De acordo com o chefe da Divisão de Desenvolvimento do Incra em Goiás e coordenador do Luz para Todos nos assentamentos, Elvis Richard Pires Goularte, em 2017 serão beneficiadas pelo programa 27 áreas da reforma agrária. “A expectativa é que em dois anos seja atendida toda a demanda atual de assentamento por luz elétrica sob a jurisdição do Incra/GO”, relata.

Ele espera que, zerado o passivo, as futuras eletrificações das áreas passem a ser realizadas à medida que o Incra autorizar a ação. Atualmente, dos 307 assentamentos no estado, 242 estão eletrificados. Isto representa 12.838 famílias com acesso à energia.

O impacto no campo é imediato. Cleidimar Ferreira dos Santos, morador do Sítio Córrego da Mulata, no assentamento Vale da Boa Vista, em Caiapônia, conta que o trabalho dele e da esposa, Rosângela Pereira Andrade Santos, para ordenhar cerca de 30 vacas leva em média uma hora e meia pela manhã e à tarde. Antes de terem a ordenha mecânica, a mesma atividade tomava cerca de quatro horas em cada turno. “A gente começava às três da manhã e acabava por volta das 8h30”, lembra.

“A tecnologia, quando bem utilizada, facilita a vida da gente”, diz Santos. Segundo ele, além da economia de tempo, a ordenha feita mecanicamente evita as dores no braço e mãos sentidas após o trabalho diário. Rosângela e Santos vivem da venda do leite. Eles obtêm por volta de 300 litros ao dia.

A intenção do casal é melhorar a alimentação do rebanho e alcançar a produção de cerca de 400 litros por dia a partir do próximo ano. Para isso, Santos quer passar a fabricar silo e fornecer ao gado. Atualmente, a alimentação das vacas é basicamente pasto e ração seca. “Com a luz aqui em casa, posso comprar os equipamentos para fabricar o silo”, planeja.

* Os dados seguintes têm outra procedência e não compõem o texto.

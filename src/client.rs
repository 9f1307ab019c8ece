//! Vision API連携モジュール
//!
//! 1回の呼び出しにつきHTTPS往復は1回のみ。リトライ・バックオフはしない。
//! 失敗はすべて `"Error: ..."` 形式の表示文字列に変換できる。

use crate::config::Config;
use crate::encoder::DataUri;
use crate::error::{RequestError, Result, SnapError};
use reqwest::header::{AUTHORIZATION, CONTENT_TYPE};
use snap_describe_common::{
    build_description_request, extract_api_error, parse_description_response, DescriptionRequest,
};
use tokio::sync::oneshot;

/// 失敗時の表示プレフィックス
pub const ERROR_PREFIX: &str = "Error: ";

/// リクエスト失敗を表示用文字列に変換
pub fn error_text(err: &RequestError) -> String {
    format!("{}{}", ERROR_PREFIX, err)
}

/// 実行中リクエストの取消トークン（所有者が保持する）
///
/// `cancel()` するか、トークンを破棄するとリクエストは放棄される
#[derive(Debug)]
pub struct CancelToken(oneshot::Sender<()>);

/// リクエスト側で待機する取消シグナル
#[derive(Debug)]
pub struct CancelSignal(oneshot::Receiver<()>);

pub fn cancel_pair() -> (CancelToken, CancelSignal) {
    let (tx, rx) = oneshot::channel();
    (CancelToken(tx), CancelSignal(rx))
}

impl CancelToken {
    pub fn cancel(self) {
        let _ = self.0.send(());
    }
}

pub struct DescriptionClient {
    http: reqwest::Client,
    endpoint: String,
    api_key: String,
    model: String,
    prompt: String,
    max_tokens: u32,
}

impl DescriptionClient {
    pub fn new(config: &Config) -> Result<Self> {
        Self::with_api_key(config, config.resolve_api_key())
    }

    pub fn with_api_key(config: &Config, api_key: String) -> Result<Self> {
        // reqwestに書き込み単独のタイムアウトはないため、全体の上限として合算する
        let total = config.connect_timeout() + config.read_timeout() + config.write_timeout();
        let http = reqwest::Client::builder()
            .connect_timeout(config.connect_timeout())
            .read_timeout(config.read_timeout())
            .timeout(total)
            .build()
            .map_err(|e| SnapError::Config(format!("HTTPクライアント生成エラー: {}", e)))?;

        Ok(Self {
            http,
            endpoint: config.endpoint.clone(),
            api_key,
            model: config.model.clone(),
            prompt: config.prompt.clone(),
            max_tokens: config.max_tokens,
        })
    }

    pub fn build_request(&self, data_uri: &DataUri) -> DescriptionRequest {
        build_description_request(data_uri.as_str(), &self.model, &self.prompt, self.max_tokens)
    }

    /// 説明文を取得（失敗は型付きエラー）
    pub async fn try_describe(&self, data_uri: &DataUri) -> std::result::Result<String, RequestError> {
        let request = self.build_request(data_uri);
        log::debug!(
            "API Request: model={} max_tokens={} image={}",
            request.model,
            request.max_tokens,
            data_uri.elided()
        );

        let response = self
            .http
            .post(&self.endpoint)
            .header(AUTHORIZATION, format!("Bearer {}", self.api_key))
            .header(CONTENT_TYPE, "application/json")
            .json(&request)
            .send()
            .await
            .map_err(map_transport_error)?;

        let status = response.status();
        let body = response.text().await.map_err(map_transport_error)?;
        log::debug!("API Response: status={} body={}", status, preview(&body));

        if !status.is_success() {
            let message = extract_api_error(&body).unwrap_or_else(|| {
                status.canonical_reason().unwrap_or("unknown status").to_string()
            });
            return Err(RequestError::Status {
                status: status.as_u16(),
                message,
            });
        }

        Ok(parse_description_response(&body)?)
    }

    /// 説明文を取得（失敗は `"Error: ..."` 文字列に変換）
    pub async fn describe(&self, data_uri: &DataUri) -> String {
        match self.try_describe(data_uri).await {
            Ok(text) => text,
            Err(e) => {
                log::error!("API Error: {}", e);
                error_text(&e)
            }
        }
    }

    /// 取消可能な説明取得
    pub async fn describe_cancellable(
        &self,
        data_uri: &DataUri,
        cancel: CancelSignal,
    ) -> std::result::Result<String, RequestError> {
        tokio::select! {
            biased;
            _ = cancel.0 => {
                log::debug!("request cancelled");
                Err(RequestError::Cancelled)
            }
            result = self.try_describe(data_uri) => result,
        }
    }
}

fn map_transport_error(err: reqwest::Error) -> RequestError {
    if err.is_timeout() {
        RequestError::Timeout(err.to_string())
    } else if err.is_decode() || err.is_body() {
        RequestError::Malformed(err.to_string())
    } else {
        RequestError::Network(err.to_string())
    }
}

fn preview(body: &str) -> String {
    body.chars().take(500).collect()
}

Dona Maria Rosa Martins e o marido, Gerson Rodrigues Martins, dizem que a energia chegou em boa hora. O casal de assentados do Vale da Boa Vista comercializa hortaliças, ovos, queijos e frango nas feiras de Caiapônia. “Sem luz, não tinha geladeira, então, a gente não podia abater os frangos ou conservar as hortaliças”, relembra Maria. Segundo a camponesa, as primeiras aquisições com a chegada da eletricidade foram a geladeira e um tanquinho para lavar roupa. “Foi uma bênção”, resume sobre a chegada do Luz Para Todos.

Minha Casa Minha Vida Rural

Além da eletricidade, os moradores do Vale da Boa Vista foram beneficiados recentemente pelo Programa Nacional de Habitação Rural (Minha Casa Minha Vida Rural), executado pela Caixa Econômica Federal em parceria com Incra/GO e, no assentamento, pela Federação dos Trabalhadores Rurais na Agricultura Familiar do Estado de Goiás (Fetaeg). O valor da moradia é de aproximadamente R$ 31 mil.

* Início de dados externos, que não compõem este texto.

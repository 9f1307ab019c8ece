//! snap-describe
//!
//! カメラで静止画を1枚撮影し、Vision APIで説明文を取得して表示する。

pub mod app;
pub mod camera_backend;
pub mod capture;
pub mod cli;
pub mod client;
pub mod config;
pub mod encoder;
pub mod error;
pub mod state;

Segundo dona Maria Martins, a vida vem melhorando muito. “A gente precisa ter paciência, trabalhar e investir na terra porque aí tem sossego”, acredita. Cleidimar dos Santos comenta que as políticas do governo às vezes demoram, mas chegam. “Toda hora que chegar é bem-vinda”, reforça. Sorrindo, acrescenta: “Deus dá as oportunidades, a gente está sabendo aproveitar e vamos tocando a vida”.

A casa padrão do Minha Casa Minha Vida Rural tem 67,3 metros quadrados e é dotada de um sistema simples de esgoto (canteiro bio-séptico, conhecido popularmente como fossa da bananeira) e cisterna para captação de água da chuva com capacidade para 16 mil litros.

O assentamento Vale da Boa Vista está situado na região sudoeste de Goiás, distante cerca de 300 quilômetros da capital, Goiânia. Foi criado em 2009 por meio de uma desapropriação. A área total tem 2,4 mil hectares e abriga 44 famílias de trabalhadores rurais. Neste assentamento, a maior parte da renda advém da produção de leite, vendido a cerca de 90 centavos o litro para dois laticínios da região.